EXERCISE REQUIREMENTS
Every line below should be given again without alteration.

Stored data entries
○ ○ ○ ○ ○
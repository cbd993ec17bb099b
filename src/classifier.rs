//! View classification: which side of the body faces the camera.
//!
//! Classification is stateless. Each call looks only at the landmarks and
//! heading it is given. Smoothing across ticks belongs to
//! [`crate::smoothing::ViewDebouncer`].
//!
//! Two signals are available:
//!
//! - **Geometry**: shoulder separation tells profile from square-on, the
//!   nose position across the shoulder span tells a turned head, and nose
//!   visibility tells facing-away from facing-camera.
//! - **Heading**: a device or pointer angle bucketed into four quarter turns.

use crate::{
    config::{ClassifierConfig, ClassifierMode},
    constants::{HEADING_BACK_START, HEADING_FRONT_START, HEADING_LEFT_START, HEADING_RIGHT_START},
    landmarks::{PoseFrame, PoseLandmark},
    orientation::normalize_heading,
};
use serde::{Deserialize, Serialize};
use std::fmt;

/// Garment art variant
#[derive(Debug, Clone, Copy, PartialEq, Eq, Hash, Serialize, Deserialize)]
#[serde(rename_all = "lowercase")]
pub enum ViewLabel {
    Front,
    Back,
    Left,
    Right,
}

impl ViewLabel {
    pub const ALL: [ViewLabel; 4] = [ViewLabel::Front, ViewLabel::Back, ViewLabel::Left, ViewLabel::Right];

    /// Left and right exchanged; front and back unchanged
    #[must_use]
    pub fn mirrored(self) -> Self {
        match self {
            ViewLabel::Left => ViewLabel::Right,
            ViewLabel::Right => ViewLabel::Left,
            other => other,
        }
    }

    /// Side views are scaled from torso height instead of shoulder width
    #[must_use]
    pub fn is_side(self) -> bool {
        matches!(self, ViewLabel::Left | ViewLabel::Right)
    }
}

impl fmt::Display for ViewLabel {
    fn fmt(&self, f: &mut fmt::Formatter<'_>) -> fmt::Result {
        let name = match self {
            ViewLabel::Front => "Front",
            ViewLabel::Back => "Back",
            ViewLabel::Left => "Left",
            ViewLabel::Right => "Right",
        };
        f.write_str(name)
    }
}

/// Bucket a heading into a view. Lower bounds are inclusive.
#[must_use]
pub fn view_from_heading(degrees: f32) -> ViewLabel {
    let heading = normalize_heading(degrees);
    if (HEADING_RIGHT_START..HEADING_BACK_START).contains(&heading) {
        ViewLabel::Right
    } else if (HEADING_BACK_START..HEADING_LEFT_START).contains(&heading) {
        ViewLabel::Back
    } else if (HEADING_LEFT_START..HEADING_FRONT_START).contains(&heading) {
        ViewLabel::Left
    } else {
        ViewLabel::Front
    }
}

/// Stateless view classifier
#[derive(Debug, Clone, Default)]
pub struct ViewClassifier {
    config: ClassifierConfig,
}

impl ViewClassifier {
    #[must_use]
    pub fn new(config: ClassifierConfig) -> Self {
        Self { config }
    }

    #[must_use]
    pub fn config(&self) -> &ClassifierConfig {
        &self.config
    }

    /// Classify one tick. `None` means no confident view: skip the overlay.
    #[must_use]
    pub fn classify(&self, pose: &PoseFrame, heading: Option<f32>) -> Option<ViewLabel> {
        match self.config.mode {
            ClassifierMode::Geometry => self.classify_geometry(pose),
            ClassifierMode::Heading => heading.map(view_from_heading),
            ClassifierMode::Auto => self
                .classify_geometry(pose)
                .or_else(|| heading.map(view_from_heading)),
        }
    }

    /// Classify from landmark geometry alone
    #[must_use]
    pub fn classify_geometry(&self, pose: &PoseFrame) -> Option<ViewLabel> {
        let cfg = &self.config;
        let left = pose.visible(PoseLandmark::LeftShoulder, cfg.shoulder_visibility)?;
        let right = pose.visible(PoseLandmark::RightShoulder, cfg.shoulder_visibility)?;
        let nose = pose.get(PoseLandmark::Nose)?;

        let nose_hidden = nose.confidence() < cfg.nose_visibility;
        let separation = (left.x - right.x).abs();

        // Labels below are for a mirrored feed
        let view = if separation < cfg.profile_width {
            if nose_hidden {
                ViewLabel::Back
            } else if left.z < right.z {
                ViewLabel::Right
            } else {
                ViewLabel::Left
            }
        } else if nose_hidden {
            ViewLabel::Back
        } else {
            let ratio = (nose.x - right.x) / (left.x - right.x);
            if ratio < cfg.nose_ratio_low {
                ViewLabel::Left
            } else if ratio > cfg.nose_ratio_high {
                ViewLabel::Right
            } else {
                ViewLabel::Front
            }
        };

        Some(if cfg.mirrored { view } else { view.mirrored() })
    }
}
○ ○ ○ ○ ○
RESPONSE TO THE EXERCISE
repository cbd993ec17bb099b
filename src/classifier.rs
//! View classification: which side of the body faces the camera.
//!
//! Classification is stateless. Each call looks only at the landmarks and
//! heading it is given. Smoothing across ticks belongs to
//! [`crate::smoothing::ViewDebouncer`].
//!
//! Two signals are available:
//!
//! - **Geometry**: shoulder separation tells profile from square-on, the
//!   nose position across the shoulder span tells a turned head, and nose
//!   visibility tells facing-away from facing-camera.
//! - **Heading**: a device or pointer angle bucketed into four quarter turns.

use crate::{
    config::{ClassifierConfig, ClassifierMode},
    constants::{HEADING_BACK_START, HEADING_FRONT_START, HEADING_LEFT_START, HEADING_RIGHT_START},
    landmarks::{PoseFrame, PoseLandmark},
    orientation::normalize_heading,
};
use serde::{Deserialize, Serialize};
use std::fmt;

/// Garment art variant
#[derive(Debug, Clone, Copy, PartialEq, Eq, Hash, Serialize, Deserialize)]
#[serde(rename_all = "lowercase")]
pub enum ViewLabel {
    Front,
    Back,
    Left,
    Right,
}

impl ViewLabel {
    pub const ALL: [ViewLabel; 4] = [ViewLabel::Front, ViewLabel::Back, ViewLabel::Left, ViewLabel::Right];

    /// Left and right exchanged; front and back unchanged
    #[must_use]
    pub fn mirrored(self) -> Self {
        match self {
            ViewLabel::Left => ViewLabel::Right,
            ViewLabel::Right => ViewLabel::Left,
            other => other,
        }
    }

    /// Side views are scaled from torso height instead of shoulder width
    #[must_use]
    pub fn is_side(self) -> bool {
        matches!(self, ViewLabel::Left | ViewLabel::Right)
    }
}

impl fmt::Display for ViewLabel {
    fn fmt(&self, f: &mut fmt::Formatter<'_>) -> fmt::Result {
        let name = match self {
            ViewLabel::Front => "Front",
            ViewLabel::Back => "Back",
            ViewLabel::Left => "Left",
            ViewLabel::Right => "Right",
        };
        f.write_str(name)
    }
}

/// Bucket a heading into a view. Lower bounds are inclusive.
#[must_use]
pub fn view_from_heading(degrees: f32) -> ViewLabel {
    let heading = normalize_heading(degrees);
    if (HEADING_RIGHT_START..HEADING_BACK_START).contains(&heading) {
        ViewLabel::Right
    } else if (HEADING_BACK_START..HEADING_LEFT_START).contains(&heading) {
        ViewLabel::Back
    } else if (HEADING_LEFT_START..HEADING_FRONT_START).contains(&heading) {
        ViewLabel::Left
    } else {
        ViewLabel::Front
    }
}

/// Stateless view classifier
#[derive(Debug, Clone, Default)]
pub struct ViewClassifier {
    config: ClassifierConfig,
}

impl ViewClassifier {
    #[must_use]
    pub fn new(config: ClassifierConfig) -> Self {
        Self { config }
    }

    #[must_use]
    pub fn config(&self) -> &ClassifierConfig {
        &self.config
    }

    /// Classify one tick. `None` means no confident view: skip the overlay.
    #[must_use]
    pub fn classify(&self, pose: &PoseFrame, heading: Option<f32>) -> Option<ViewLabel> {
        match self.config.mode {
            ClassifierMode::Geometry => self.classify_geometry(pose),
            ClassifierMode::Heading => heading.map(view_from_heading),
            ClassifierMode::Auto => self
                .classify_geometry(pose)
                .or_else(|| heading.map(view_from_heading)),
        }
    }

    /// Classify from landmark geometry alone
    #[must_use]
    pub fn classify_geometry(&self, pose: &PoseFrame) -> Option<ViewLabel> {
        let cfg = &self.config;
        let left = pose.visible(PoseLandmark::LeftShoulder, cfg.shoulder_visibility)?;
        let right = pose.visible(PoseLandmark::RightShoulder, cfg.shoulder_visibility)?;
        let nose = pose.get(PoseLandmark::Nose)?;

        let nose_hidden = nose.confidence() < cfg.nose_visibility;
        let separation = (left.x - right.x).abs();

        // Labels below are for a mirrored feed
        let view = if separation < cfg.profile_width {
            if nose_hidden {
                ViewLabel::Back
            } else if left.z < right.z {
                ViewLabel::Right
            } else {
                ViewLabel::Left
            }
        } else if nose_hidden {
            ViewLabel::Back
        } else {
            let ratio = (nose.x - right.x) / (left.x - right.x);
            if ratio < cfg.nose_ratio_low {
                ViewLabel::Left
            } else if ratio > cfg.nose_ratio_high {
                ViewLabel::Right
            } else {
                ViewLabel::Front
            }
        };

        Some(if cfg.mirrored { view } else { view.mirrored() })
    }
}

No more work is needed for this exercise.